Ninety-year-old Kay Bell of Westminster is worried about some of her neighbors. They’ve done something that flies in the face of Denver tradition.
They took down their Christmas lights.
“It just suddenly dawned on me that the people who are new in the area are taking their lights down and the people who have lived here a long time are keeping theirs up until after the stock show,” Bell said.
The National Western Stock Show is a Denver institution, one that has endured since 1906. For 16 days in the middle of every January, it’s the epicenter of a celebration of the western lifestyle.
Anywhere else in the country, your nosey neighbors wouldn’t bat an eye if you broke out a ladder and started to pull strings of festive lights down after New Year’s. Not in these parts though. Long timers like Bell know that’s not how the Denver metro does things. Those lights stay up until they close the stock show. As with any good tradition though, she doesn’t know how it all started.
“Who made the decision to keep it all up until after the stock show, and when,” she asked Colorado Wonders.
Bell has lived in the same Westminster house since 1958. She can’t quite remember how she and her husband learned about the holiday tradition, but they’ve kept with it all these years. In fact, you’ll have to go farther back than her family’s arrival to get the story.
Former state historian Bill Convery said it all began in 1914. Back in the day, an electrician named David Dwight “D.D.” Sturgeon had a young son (or by some accounts a grandson) who was very sick at Christmastime and couldn’t come downstairs to see the family tree. So, he strung lights together, painted them red and green and draped them on a tree in the front yard so the boy could see it out his window.
“As tradition relates it, that was the first outdoor tree decorated with Christmas lights in the country,” Convery said. “A Denver Post reporter got ahold of the story and began to boost it. And soon the Sturgeon’s neighbors began decorating their trees outdoors. And eventually, the whole city took up the tradition.”
Sturgeon became known as Mr. Yuletide, and Denver was dubbed “The Christmas Capital of the World.” The company he founded still serves the city today.
Another electrician had a key role too, Convery said.
At the time, Denver had a city electrician, John Malpiede, who took up Sturgeon’s idea and took off with it. He strung up lights on trees in Civic Center Park and wherever else he could. He eventually got permission and funds to adorn city hall with holiday lights and other decor. That eventually included 10-foot candles, Santa and reindeer and a nativity scene.
That nativity was challenged legally as an inappropriate city endorsement of religion, but in 1986 the Colorado Supreme Court ruled that because it was included with so many secular symbols of the season, a judge ruled it could remain.
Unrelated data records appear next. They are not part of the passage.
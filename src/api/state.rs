use std::sync::Arc;

use crate::{
    config::{Config, StoreBackend},
    db::{AppwriteStore, DocumentStore, MemoryStore},
    services::{KeyedLocks, MovieCatalog, TmdbCatalog},
    session::{FileKeyValueStore, SessionStore},
};

/// Shared application state
#[derive(Clone)]
pub struct AppState {
    pub store: Arc<dyn DocumentStore>,
    pub catalog: Arc<dyn MovieCatalog>,
    pub sessions: SessionStore,
    /// Serializes saved-list updates per user email
    pub locks: KeyedLocks,
}

impl AppState {
    pub fn new(
        store: Arc<dyn DocumentStore>,
        catalog: Arc<dyn MovieCatalog>,
        sessions: SessionStore,
    ) -> Self {
        Self {
            store,
            catalog,
            sessions,
            locks: KeyedLocks::new(),
        }
    }

    /// Wires the configured store, TMDB and the session file together
    pub fn from_config(config: &Config) -> Self {
        let store: Arc<dyn DocumentStore> = match config.store_backend {
            StoreBackend::Appwrite => Arc::new(AppwriteStore::new(config)),
            StoreBackend::Memory => Arc::new(MemoryStore::new()),
        };
        let sessions = SessionStore::new(Arc::new(FileKeyValueStore::new(&config.session_file)));

        tracing::info!(
            store = store.name(),
            session_file = %config.session_file,
            "Application state initialized"
        );

        Self::new(store, Arc::new(TmdbCatalog::new(config)), sessions)
    }
}
use serde::{Deserialize, Serialize};

/// Per-term search counter used to compute trending movies
#[derive(Debug, Clone, Serialize, Deserialize, PartialEq)]
pub struct SearchCounter {
    #[serde(rename(serialize = "id", deserialize = "$id"))]
    pub id: String,
    #[serde(rename(serialize = "search_term", deserialize = "searchTerm"))]
    pub search_term: String,
    pub movie_id: i64,
    pub title: String,
    #[serde(default)]
    pub poster_url: Option<String>,
    pub count: i64,
}

/// Payload for creating a search counter document
#[derive(Debug, Clone, Serialize)]
pub struct NewSearchCounter<'a> {
    #[serde(rename = "searchTerm")]
    pub search_term: &'a str,
    pub movie_id: i64,
    pub title: &'a str,
    pub count: i64,
    pub poster_url: String,
}

impl<'a> NewSearchCounter<'a> {
    /// First sighting of `term`, attributed to the movie that triggered it
    pub fn first(term: &'a str, movie: &'a SearchedMovie) -> Self {
        Self {
            search_term: term,
            movie_id: movie.id,
            title: &movie.title,
            count: 1,
            poster_url: super::poster_url(movie.poster_path.as_deref()),
        }
    }
}

/// The movie a search resolved to
#[derive(Debug, Clone, Serialize, Deserialize, PartialEq)]
pub struct SearchedMovie {
    pub id: i64,
    pub title: String,
    #[serde(default)]
    pub poster_path: Option<String>,
}

#[cfg(test)]
mod tests {
    use super::*;

    #[test]
    fn test_new_counter_uses_document_field_names() {
        let movie = SearchedMovie {
            id: 438631,
            title: "Dune".to_string(),
            poster_path: Some("/d5NXSklXo0qyIYkgV94XAgMIckC.jpg".to_string()),
        };

        let value = serde_json::to_value(NewSearchCounter::first("dune", &movie)).unwrap();
        assert_eq!(value["searchTerm"], "dune");
        assert_eq!(value["movie_id"], 438631);
        assert_eq!(value["count"], 1);
        assert_eq!(
            value["poster_url"],
            "https://image.tmdb.org/t/p/w500/d5NXSklXo0qyIYkgV94XAgMIckC.jpg"
        );
    }

    #[test]
    fn test_counter_reads_document_and_writes_snake_case() {
        let json = r#"{
            "$id": "c1",
            "searchTerm": "dune",
            "movie_id": 438631,
            "title": "Dune",
            "poster_url": null,
            "count": 3
        }"#;

        let counter: SearchCounter = serde_json::from_str(json).unwrap();
        assert_eq!(counter.search_term, "dune");
        assert_eq!(counter.count, 3);

        let out = serde_json::to_value(&counter).unwrap();
        assert_eq!(out["id"], "c1");
        assert_eq!(out["search_term"], "dune");
    }
}
//! Extractors whose rejections render as [`AppError`] JSON bodies

use axum::extract::{FromRequest, FromRequestParts};

use crate::error::AppError;

/// `Json<T>` that rejects with `invalid_input`
#[derive(FromRequest)]
#[from_request(via(axum::Json), rejection(AppError))]
pub struct JsonBody<T>(pub T);

/// `Path<T>` that rejects with `invalid_input`
#[derive(FromRequestParts)]
#[from_request(via(axum::extract::Path), rejection(AppError))]
pub struct PathParam<T>(pub T);
use std::{
    collections::HashMap,
    sync::{Arc, Mutex, PoisonError},
};

use tokio::sync::OwnedMutexGuard;

/// Async mutexes keyed by string, created on demand
///
/// Serializes read-modify-write sequences on the same remote record within
/// this process. Entries nobody holds are pruned on the next lock call.
#[derive(Clone, Default)]
pub struct KeyedLocks {
    inner: Arc<Mutex<HashMap<String, Arc<tokio::sync::Mutex<()>>>>>,
}

impl KeyedLocks {
    pub fn new() -> Self {
        Self::default()
    }

    pub async fn lock(&self, key: &str) -> OwnedMutexGuard<()> {
        let mutex = {
            let mut map = self.inner.lock().unwrap_or_else(PoisonError::into_inner);
            map.retain(|k, m| k == key || Arc::strong_count(m) > 1);
            map.entry(key.to_string()).or_default().clone()
        };
        mutex.lock_owned().await
    }

    #[cfg(test)]
    fn len(&self) -> usize {
        self.inner
            .lock()
            .unwrap_or_else(PoisonError::into_inner)
            .len()
    }
}
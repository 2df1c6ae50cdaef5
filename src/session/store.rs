use std::{
    collections::BTreeMap,
    io::ErrorKind,
    path::{Path, PathBuf},
};

use tokio::sync::Mutex;

use crate::error::AppResult;

/// String-keyed device storage
#[cfg_attr(test, mockall::automock)]
#[async_trait::async_trait]
pub trait KeyValueStore: Send + Sync {
    async fn get(&self, key: &str) -> AppResult<Option<String>>;

    async fn set(&self, key: &str, value: &str) -> AppResult<()>;

    /// Removing a missing key is not an error
    async fn remove(&self, key: &str) -> AppResult<()>;

    /// Writes all entries in one step; either every entry lands or none does
    async fn set_many(&self, entries: &[(String, String)]) -> AppResult<()>;

    /// Removes all keys in one step
    async fn remove_many(&self, keys: &[String]) -> AppResult<()>;
}

/// Key-value pairs kept in a single JSON object file
///
/// Every write rewrites the whole file through a temporary sibling and a
/// rename, so readers never observe a partial file.
pub struct FileKeyValueStore {
    path: PathBuf,
    lock: Mutex<()>,
}

impl FileKeyValueStore {
    pub fn new(path: impl Into<PathBuf>) -> Self {
        Self {
            path: path.into(),
            lock: Mutex::new(()),
        }
    }

    pub fn path(&self) -> &Path {
        &self.path
    }

    async fn read_entries(&self) -> AppResult<BTreeMap<String, String>> {
        match tokio::fs::read_to_string(&self.path).await {
            Ok(content) if content.trim().is_empty() => Ok(BTreeMap::new()),
            Ok(content) => Ok(serde_json::from_str(&content)?),
            Err(e) if e.kind() == ErrorKind::NotFound => Ok(BTreeMap::new()),
            Err(e) => Err(e.into()),
        }
    }

    async fn write_entries(&self, entries: &BTreeMap<String, String>) -> AppResult<()> {
        if let Some(parent) = self.path.parent().filter(|p| !p.as_os_str().is_empty()) {
            tokio::fs::create_dir_all(parent).await?;
        }

        let tmp = self.path.with_extension("tmp");
        tokio::fs::write(&tmp, serde_json::to_vec_pretty(entries)?).await?;
        tokio::fs::rename(&tmp, &self.path).await?;
        Ok(())
    }
}

#[async_trait::async_trait]
impl KeyValueStore for FileKeyValueStore {
    async fn get(&self, key: &str) -> AppResult<Option<String>> {
        let _guard = self.lock.lock().await;
        Ok(self.read_entries().await?.remove(key))
    }

    async fn set(&self, key: &str, value: &str) -> AppResult<()> {
        let _guard = self.lock.lock().await;
        let mut entries = self.read_entries().await?;
        entries.insert(key.to_string(), value.to_string());
        self.write_entries(&entries).await
    }

    async fn remove(&self, key: &str) -> AppResult<()> {
        let _guard = self.lock.lock().await;
        let mut entries = self.read_entries().await?;
        if entries.remove(key).is_some() {
            self.write_entries(&entries).await?;
        }
        Ok(())
    }

    async fn set_many(&self, pairs: &[(String, String)]) -> AppResult<()> {
        let _guard = self.lock.lock().await;
        let mut entries = self.read_entries().await?;
        entries.extend(pairs.iter().cloned());
        self.write_entries(&entries).await
    }

    async fn remove_many(&self, keys: &[String]) -> AppResult<()> {
        let _guard = self.lock.lock().await;
        let mut entries = self.read_entries().await?;
        let before = entries.len();
        entries.retain(|key, _| !keys.contains(key));
        if entries.len() != before {
            self.write_entries(&entries).await?;
        }
        Ok(())
    }
}

/// Volatile storage for tests and ephemeral runs
#[derive(Default)]
pub struct MemoryKeyValueStore {
    entries: Mutex<BTreeMap<String, String>>,
}

impl MemoryKeyValueStore {
    pub fn new() -> Self {
        Self::default()
    }
}

#[async_trait::async_trait]
impl KeyValueStore for MemoryKeyValueStore {
    async fn get(&self, key: &str) -> AppResult<Option<String>> {
        Ok(self.entries.lock().await.get(key).cloned())
    }

    async fn set(&self, key: &str, value: &str) -> AppResult<()> {
        self.entries
            .lock()
            .await
            .insert(key.to_string(), value.to_string());
        Ok(())
    }

    async fn remove(&self, key: &str) -> AppResult<()> {
        self.entries.lock().await.remove(key);
        Ok(())
    }

    async fn set_many(&self, pairs: &[(String, String)]) -> AppResult<()> {
        self.entries.lock().await.extend(pairs.iter().cloned());
        Ok(())
    }

    async fn remove_many(&self, keys: &[String]) -> AppResult<()> {
        let mut entries = self.entries.lock().await;
        for key in keys {
            entries.remove(key);
        }
        Ok(())
    }
}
So, as Kay Bell asks, who had the bright idea to keep the lights up through the stock show? Unfortunately, Convery said that’s lost to history.
A 1955 article in the Steamboat Pilot noted that the stock show tradition started 12 years earlier — 1943. The article stated city leaders wanted to keep the lights up to welcome the tens of thousands of people who flocked to the stock show. It describes shuttle buses that brought stock show visitors to see the “thrilling” lights and, probably just as important, “other Denver attractions.” The Pilot article noted the city changed the music playing through loudspeakers from Christmas carols to country western. Stock show officials even encouraged visitors to attend matinee events so they could take the tour of the lights in the evening.
There’s no official place to learn about this tradition, except media coverage every few years. Yet, Convery thinks there’s enough history and word-of-mouth to keep it alive.
A few misguided souls have tried to stand in the way of the tradition. Convery noted that Denver Mayor Quigg Newton wanted to revamp the civic center holiday displays in the 1940s. Newton considered the display garish, but citizens were so devoted to it they blocked his plan. And in 2005, when then-Denver Mayor John Hickenlooper tried to change the sign from “Merry Christmas” to “Happy Holidays,” he ran headlong into in a bee’s nest and dropped the idea after an uproar.
Convery astutely points out that “native Denverites are really protective of their traditions.”
“As long as we have people being born and raised in Denver who enjoy the holidays with their families and who keep those lights burning into the end of January,” he said. “We’re always going to have people who honor that and remember our cowtown past.”
You can do your part, too. When your Christmas lights go up is up to you. Denver won’t judge you if you are a day after Thanksgiving or Dec. 1 person. It only matters when your lights come down — keep ‘em lit through the end of the National Western Stock Show.